While the benefits of such a system appear to be obvious, two recent research projects put the claims to empirical analysis and came up with interesting insights on actual and potential social benefits.
Applying mathematical models to traffic patterns, transport economist Charles Komanoff estimated that driving a car into specific congested areas of New York City’s borough of Manhattan on a weekday produces a cost of $160 for everyone else — a negative externality in terms of idling vehicles and lost productivity. He therefore advocates a graded congestion charge on private vehicles and a taxi surcharge based on place and time of day, with a similarly calibrated reduction in urban train fares, and total elimination of fares for buses.

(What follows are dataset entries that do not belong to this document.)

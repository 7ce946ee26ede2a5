//! Life-domain catalog.
//!
//! # Responsibility
//! - Define the fixed, ordered set of wheel domains.
//! - Resolve domain references by slug.
//!
//! # Invariants
//! - Exactly `DOMAIN_COUNT` domains exist, in a fixed order.
//! - Slugs are unique and never change after definition.
//! - `order` of every domain equals its catalog position.

use serde::Serialize;
use std::error::Error;
use std::fmt::{Display, Formatter};

/// Number of wheel segments, one per domain.
pub const DOMAIN_COUNT: usize = 12;

/// One life area of the wheel.
#[derive(Debug, Clone, Copy, PartialEq, Eq, Hash, Serialize)]
pub struct Domain {
    /// Stable identifier referenced by `Task::domain_slug`.
    pub slug: &'static str,
    /// Display label.
    pub label: &'static str,
    /// Catalog position, `0..DOMAIN_COUNT`.
    pub order: u8,
    /// Color hue in degrees.
    pub hue: u16,
}

const DOMAINS: [Domain; DOMAIN_COUNT] = [
    domain("career", "Career", 0),
    domain("finances", "Finances", 1),
    domain("health", "Health", 2),
    domain("fitness", "Fitness", 3),
    domain("relationships", "Relationships", 4),
    domain("family", "Family", 5),
    domain("social", "Social Life", 6),
    domain("growth", "Personal Growth", 7),
    domain("recreation", "Fun & Recreation", 8),
    domain("home", "Home & Environment", 9),
    domain("spirituality", "Spirituality", 10),
    domain("contribution", "Contribution", 11),
];

const fn domain(slug: &'static str, label: &'static str, order: u8) -> Domain {
    Domain {
        slug,
        label,
        order,
        hue: order as u16 * 30,
    }
}

/// Catalog lookup errors.
#[derive(Debug, Clone, PartialEq, Eq)]
pub enum CatalogError {
    NotFound(String),
}

impl Display for CatalogError {
    fn fmt(&self, f: &mut Formatter<'_>) -> std::fmt::Result {
        match self {
            Self::NotFound(slug) => write!(f, "domain not found: `{slug}`"),
        }
    }
}

impl Error for CatalogError {}

/// Read-only access to the static domain definitions.
#[derive(Debug, Clone, Copy, Default)]
pub struct DomainCatalog;

impl DomainCatalog {
    /// Returns all domains in wheel order.
    pub fn all() -> &'static [Domain] {
        &DOMAINS
    }

    /// Resolves one domain by slug.
    ///
    /// # Errors
    /// - Returns `CatalogError::NotFound` for an unknown slug.
    pub fn by_slug(slug: &str) -> Result<&'static Domain, CatalogError> {
        DOMAINS
            .iter()
            .find(|domain| domain.slug == slug)
            .ok_or_else(|| CatalogError::NotFound(slug.to_string()))
    }

    /// Returns whether `slug` names a catalog domain.
    pub fn contains(slug: &str) -> bool {
        Self::position(slug).is_some()
    }

    /// Returns the wheel position (segment index) for `slug`.
    pub fn position(slug: &str) -> Option<usize> {
        DOMAINS.iter().position(|domain| domain.slug == slug)
    }
}

#[cfg(test)]
mod tests {
    use super::{DomainCatalog, DOMAIN_COUNT};
    use std::collections::HashSet;

    #[test]
    fn order_matches_catalog_position() {
        for (index, domain) in DomainCatalog::all().iter().enumerate() {
            assert_eq!(usize::from(domain.order), index);
        }
    }

    #[test]
    fn slugs_are_unique() {
        let slugs: HashSet<_> = DomainCatalog::all().iter().map(|d| d.slug).collect();
        assert_eq!(slugs.len(), DOMAIN_COUNT);
    }

    #[test]
    fn hues_are_evenly_spread() {
        let hues: Vec<_> = DomainCatalog::all().iter().map(|d| d.hue).collect();
        assert_eq!(hues[0], 0);
        assert_eq!(hues[11], 330);
    }
}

The resulting model is revenue neutral, but one that adds tremendous gains in time saved by everyone. That would do wonders for the economy — potentially, a massive net surplus is generated.
Equally interesting is a piece of research by economist Rafael Lalive of the University of Lausanne and his colleagues, who studied the effects of an increase in railway service frequency on road traffic externalities in Germany. Increase in service frequency results in fewer severe road accidents and less pollution from carbon monoxide, nitrogen monoxide and nitrogen dioxide, among other things, according to the discussion paper published by the Center for Economic Policy Research in February.
Galloping vehicle numbers
Such evidence-based insights point to the need for a relook at urban transport policy in India. In 1975, the number of cars sold in the country was a mere 23,000. But in a single year, 2011-12, the production of passenger vehicles touched 26.18 lakh. Most of these clog urban roads, marginalising pedestrians, cyclists and the disabled. The flood of vehicles has left the traffic police unable to do its job with even a modicum of efficiency and local governments are engaged in a futile race to create more and more road space.
Equally alarming is the impact of the rising tide of “automobility” on imports. The Union Budget for this year takes note of the staggering burden imposed by petroleum imports at $124.5 billion during April-December 2012, more than a third of the total. A steady increase in oil imports merely to keep people mobile is bound to contribute to higher demand-led oil prices and a worsening current account deficit.
A congestion charge is therefore a pragmatic goal to balance traffic asymmetry in the most crowded cities.
Moving to such a system will, of course, be feasible only when adequate investments have been made in public transport infrastructure. Governments are reluctant to incentivise citizens with comfortable bus and rail systems and to charge those who insist on driving (exempting some users to ensure equity). States today baulk at making investments in modern bus and rail systems of scale. Even the six-year-old National Urban Transport Policy, which emphasises the importance of public transport, walking and cycling is treated merely as a discussion document. The policy gear is in reverse mode, and needs to change quickly.